Fishermen prepare a catch from the near-dried-up Kolans river in Bhopal
The sharing of river water has led to tension between some states
India's ruling party has launched a campaign to gather public support for one of India's most ambitious projects - the linking of rivers across the country.

The project aims to connect nearly 30 rivers in the country and is estimated to cost over $100bn.

It envisages diverting water from surplus river basins to water deficient areas.

Floods and drought have become a recurring problem in India and the project is aimed at improving the situation.

Last year a severe drought hit several Indian states, while floods destroyed people's harvests in many other areas.

The sharing of river waters has also led to tensions among some states, the most outstanding example being Karnataka and Tamil Nadu.

These two southern states have been fighting for over a century over the Cauvery river.

Economic benefits

India's Bharatiya Janata Party-led government sees the inter-linking of rivers as a long-term solution to many of these problems.

Indian laundry worker
Water for laundering clothes is a perennial problem

The party now plans to involve its grass-roots activists in the project.

"We plan to disseminate the idea and educate the masses through our party workers," the president of the BJP's youth wing, G Kishan Reddy, told the BBC.

Mr Reddy, who is heading the awareness drive, said workers of the youth wing would take the concept to state capitals from where they would spread into the districts and villages.

The BJP says the river-linking project would boost the annual average income of farmers from the present $40 per acre of land to over $500.

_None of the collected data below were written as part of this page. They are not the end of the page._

// SPDX-License-Identifier: Apache-2.0
// Copyright 2025 rogem contributors
//
// Licensed under the Apache License, Version 2.0 (the "License");
// you may not use this file except in compliance with the License.
// You may obtain a copy of the License at
//
//     http://www.apache.org/licenses/LICENSE-2.0
//
// Unless required by applicable law or agreed to in writing, software
// distributed under the License is distributed on an "AS IS" BASIS,
// WITHOUT WARRANTIES OR CONDITIONS OF ANY KIND, either express or implied.
// See the License for the specific language governing permissions and
// limitations under the License.

//! Texture sampling
//!
//! Texture pages sit on a 64x256-pixel grid in VRAM; 4- and 8-bit
//! texels index a CLUT row. A sampled value of all zeros means fully
//! transparent and the rasterizer skips the write.

use super::super::primitives::{TextureDepth, TextureInfo, Vec2};
use super::super::GPU;

impl GPU {
    /// Sample one texel
    ///
    /// Returns the raw 15-bit pixel (with mask bit); 0 means
    /// transparent.
    pub(in crate::core::gpu) fn sample_texture(&self, u: u8, v: u8, info: &TextureInfo) -> u16 {
        let page_x = info.page_x * 64;
        let page_y = info.page_y * 256;

        match info.depth {
            TextureDepth::Bits4 => {
                // 4 texels per VRAM word
                let texel_x = page_x + (u as i32) / 4;
                let texel_y = page_y + v as i32;
                let data = self.get_pixel(Vec2::new(texel_x, texel_y));
                let index = (data >> ((u % 4) * 4)) & 0xF;
                self.get_pixel(Vec2::new(info.clut_x + index as i32, info.clut_y))
            }
            TextureDepth::Bits8 => {
                // 2 texels per VRAM word
                let texel_x = page_x + (u as i32) / 2;
                let texel_y = page_y + v as i32;
                let data = self.get_pixel(Vec2::new(texel_x, texel_y));
                let index = (data >> ((u % 2) * 8)) & 0xFF;
                self.get_pixel(Vec2::new(info.clut_x + index as i32, info.clut_y))
            }
            TextureDepth::Bits15 | TextureDepth::Reserved => {
                self.get_pixel(Vec2::new(page_x + u as i32, page_y + v as i32))
            }
        }
    }
}

#[cfg(test)]
mod tests {
    use super::*;

    #[test]
    fn test_direct_15bit_sampling() {
        let mut gpu = GPU::new();
        gpu.set_pixel(Vec2::new(64, 256), 0x7C1F);

        let info = TextureInfo {
            page_x: 1,
            page_y: 1,
            clut_x: 0,
            clut_y: 0,
            depth: TextureDepth::Bits15,
        };
        assert_eq!(gpu.sample_texture(0, 0, &info), 0x7C1F);
    }

    #[test]
    fn test_4bit_clut_indexing() {
        let mut gpu = GPU::new();
        // One VRAM word holding texel indices 1,2,3,4 (low nibble first)
        gpu.set_pixel(Vec2::new(0, 0), 0x4321);
        // CLUT row at y=500
        for i in 0..16 {
            gpu.set_pixel(Vec2::new(i, 500), 0x1000 + i as u16);
        }

        let info = TextureInfo {
            page_x: 0,
            page_y: 0,
            clut_x: 0,
            clut_y: 500,
            depth: TextureDepth::Bits4,
        };

        assert_eq!(gpu.sample_texture(0, 0, &info), 0x1001);
        assert_eq!(gpu.sample_texture(1, 0, &info), 0x1002);
        assert_eq!(gpu.sample_texture(2, 0, &info), 0x1003);
        assert_eq!(gpu.sample_texture(3, 0, &info), 0x1004);
    }

    #[test]
    fn test_8bit_clut_indexing() {
        let mut gpu = GPU::new();
        // Two texels 0x05 (low byte) and 0x0A (high byte)
        gpu.set_pixel(Vec2::new(0, 0), 0x0A05);
        gpu.set_pixel(Vec2::new(5, 100), 0xAAAA);
        gpu.set_pixel(Vec2::new(10, 100), 0xBBBB);

        let info = TextureInfo {
            page_x: 0,
            page_y: 0,
            clut_x: 0,
            clut_y: 100,
            depth: TextureDepth::Bits8,
        };

        assert_eq!(gpu.sample_texture(0, 0, &info), 0xAAAA);
        assert_eq!(gpu.sample_texture(1, 0, &info), 0xBBBB);
    }

    #[test]
    fn test_zero_pixel_is_transparent_marker() {
        let gpu = GPU::new();
        let info = TextureInfo {
            page_x: 0,
            page_y: 0,
            clut_x: 0,
            clut_y: 0,
            depth: TextureDepth::Bits15,
        };
        assert_eq!(gpu.sample_texture(10, 10, &info), 0);
    }
}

It says once the rivers are linked, India's food production will increase from about 200m tonnes a year to 500m.

River treaties

But neither the party nor the government led by it offers a specific answer to concerns raised by several environmental bodies.

They argue that the project would alter the basic character of many rivers and leave several hundred thousand people displaced.

They are also silent about how India would gather the resources to convert the grand idea into a reality.

The BJP and its leaders in the government have also ignored, for the time being, the international implications of the project.

India has river treaties with several neighbouring countries which prohibit Delhi from unilaterally altering river courses.

For the moment the party is backing the prime minister - who is keen on the project - in the hope that even if water does not reach dry areas, the project would win it votes in key elections this year.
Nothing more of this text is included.